(Saved data entries)
++++++++++++++++++++

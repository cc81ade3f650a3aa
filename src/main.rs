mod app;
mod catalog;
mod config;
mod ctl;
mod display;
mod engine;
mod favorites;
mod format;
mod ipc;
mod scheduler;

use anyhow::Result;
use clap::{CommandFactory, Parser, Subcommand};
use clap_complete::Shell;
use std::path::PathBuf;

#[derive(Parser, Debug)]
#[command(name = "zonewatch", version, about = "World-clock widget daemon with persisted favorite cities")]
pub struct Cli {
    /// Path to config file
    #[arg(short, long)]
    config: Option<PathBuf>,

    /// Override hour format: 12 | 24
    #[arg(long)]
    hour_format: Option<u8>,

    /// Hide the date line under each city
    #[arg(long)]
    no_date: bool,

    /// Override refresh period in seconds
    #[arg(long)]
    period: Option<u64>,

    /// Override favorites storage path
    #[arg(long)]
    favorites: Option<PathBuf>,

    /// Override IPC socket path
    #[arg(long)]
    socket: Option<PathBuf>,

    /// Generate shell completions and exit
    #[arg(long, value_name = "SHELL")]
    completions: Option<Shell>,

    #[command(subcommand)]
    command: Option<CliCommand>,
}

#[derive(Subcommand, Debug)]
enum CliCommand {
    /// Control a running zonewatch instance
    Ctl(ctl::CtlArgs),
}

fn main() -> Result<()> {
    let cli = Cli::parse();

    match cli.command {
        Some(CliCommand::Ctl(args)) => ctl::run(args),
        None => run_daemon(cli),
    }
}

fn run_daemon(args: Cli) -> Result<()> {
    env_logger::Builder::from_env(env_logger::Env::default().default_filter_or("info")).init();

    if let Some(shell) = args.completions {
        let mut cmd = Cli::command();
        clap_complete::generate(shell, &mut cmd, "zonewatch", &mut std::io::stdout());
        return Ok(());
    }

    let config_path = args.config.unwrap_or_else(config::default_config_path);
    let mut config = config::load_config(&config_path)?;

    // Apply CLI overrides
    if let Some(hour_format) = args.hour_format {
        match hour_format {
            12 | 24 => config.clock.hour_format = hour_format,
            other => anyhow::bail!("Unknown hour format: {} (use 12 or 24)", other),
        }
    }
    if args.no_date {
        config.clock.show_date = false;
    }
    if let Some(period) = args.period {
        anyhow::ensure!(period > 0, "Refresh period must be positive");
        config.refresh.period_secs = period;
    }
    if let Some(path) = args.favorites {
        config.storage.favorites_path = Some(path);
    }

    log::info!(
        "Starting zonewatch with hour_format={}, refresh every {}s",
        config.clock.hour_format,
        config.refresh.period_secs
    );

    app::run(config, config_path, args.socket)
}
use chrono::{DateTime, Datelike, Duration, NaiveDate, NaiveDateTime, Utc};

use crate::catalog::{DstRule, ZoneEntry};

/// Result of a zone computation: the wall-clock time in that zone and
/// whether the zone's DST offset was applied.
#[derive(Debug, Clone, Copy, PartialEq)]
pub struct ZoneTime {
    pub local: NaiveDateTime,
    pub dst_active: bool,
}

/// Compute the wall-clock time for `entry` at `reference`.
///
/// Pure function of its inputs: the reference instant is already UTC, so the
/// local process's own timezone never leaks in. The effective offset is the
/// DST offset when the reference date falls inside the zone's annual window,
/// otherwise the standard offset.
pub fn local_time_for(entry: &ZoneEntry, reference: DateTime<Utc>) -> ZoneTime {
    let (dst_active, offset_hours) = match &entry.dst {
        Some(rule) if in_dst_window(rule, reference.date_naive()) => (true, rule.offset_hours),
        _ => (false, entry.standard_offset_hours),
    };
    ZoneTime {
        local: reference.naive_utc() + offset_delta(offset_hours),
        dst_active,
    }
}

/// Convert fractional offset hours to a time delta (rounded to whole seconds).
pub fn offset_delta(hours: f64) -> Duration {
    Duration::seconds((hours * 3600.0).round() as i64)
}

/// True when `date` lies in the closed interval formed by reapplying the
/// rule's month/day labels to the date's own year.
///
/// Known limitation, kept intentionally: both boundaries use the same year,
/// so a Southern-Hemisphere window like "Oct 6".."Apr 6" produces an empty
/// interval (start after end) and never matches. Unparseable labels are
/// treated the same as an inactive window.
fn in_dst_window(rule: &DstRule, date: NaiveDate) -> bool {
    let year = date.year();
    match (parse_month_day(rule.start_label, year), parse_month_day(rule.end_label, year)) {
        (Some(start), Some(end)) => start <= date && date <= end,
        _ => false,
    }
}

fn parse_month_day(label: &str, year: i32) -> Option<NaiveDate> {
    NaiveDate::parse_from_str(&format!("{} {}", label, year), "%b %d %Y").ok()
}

++++++++++++++++++++

TASK REQUIREMENTS: Only the lines containing "Option" are needed; copy each of them from the data.

SOLUTION TO THIS TASK:
    config: Option<PathBuf>,
    hour_format: Option<u8>,
    period: Option<u64>,
    favorites: Option<PathBuf>,
    socket: Option<PathBuf>,
    completions: Option<Shell>,
    command: Option<CliCommand>,
fn parse_month_day(label: &str, year: i32) -> Option<NaiveDate> {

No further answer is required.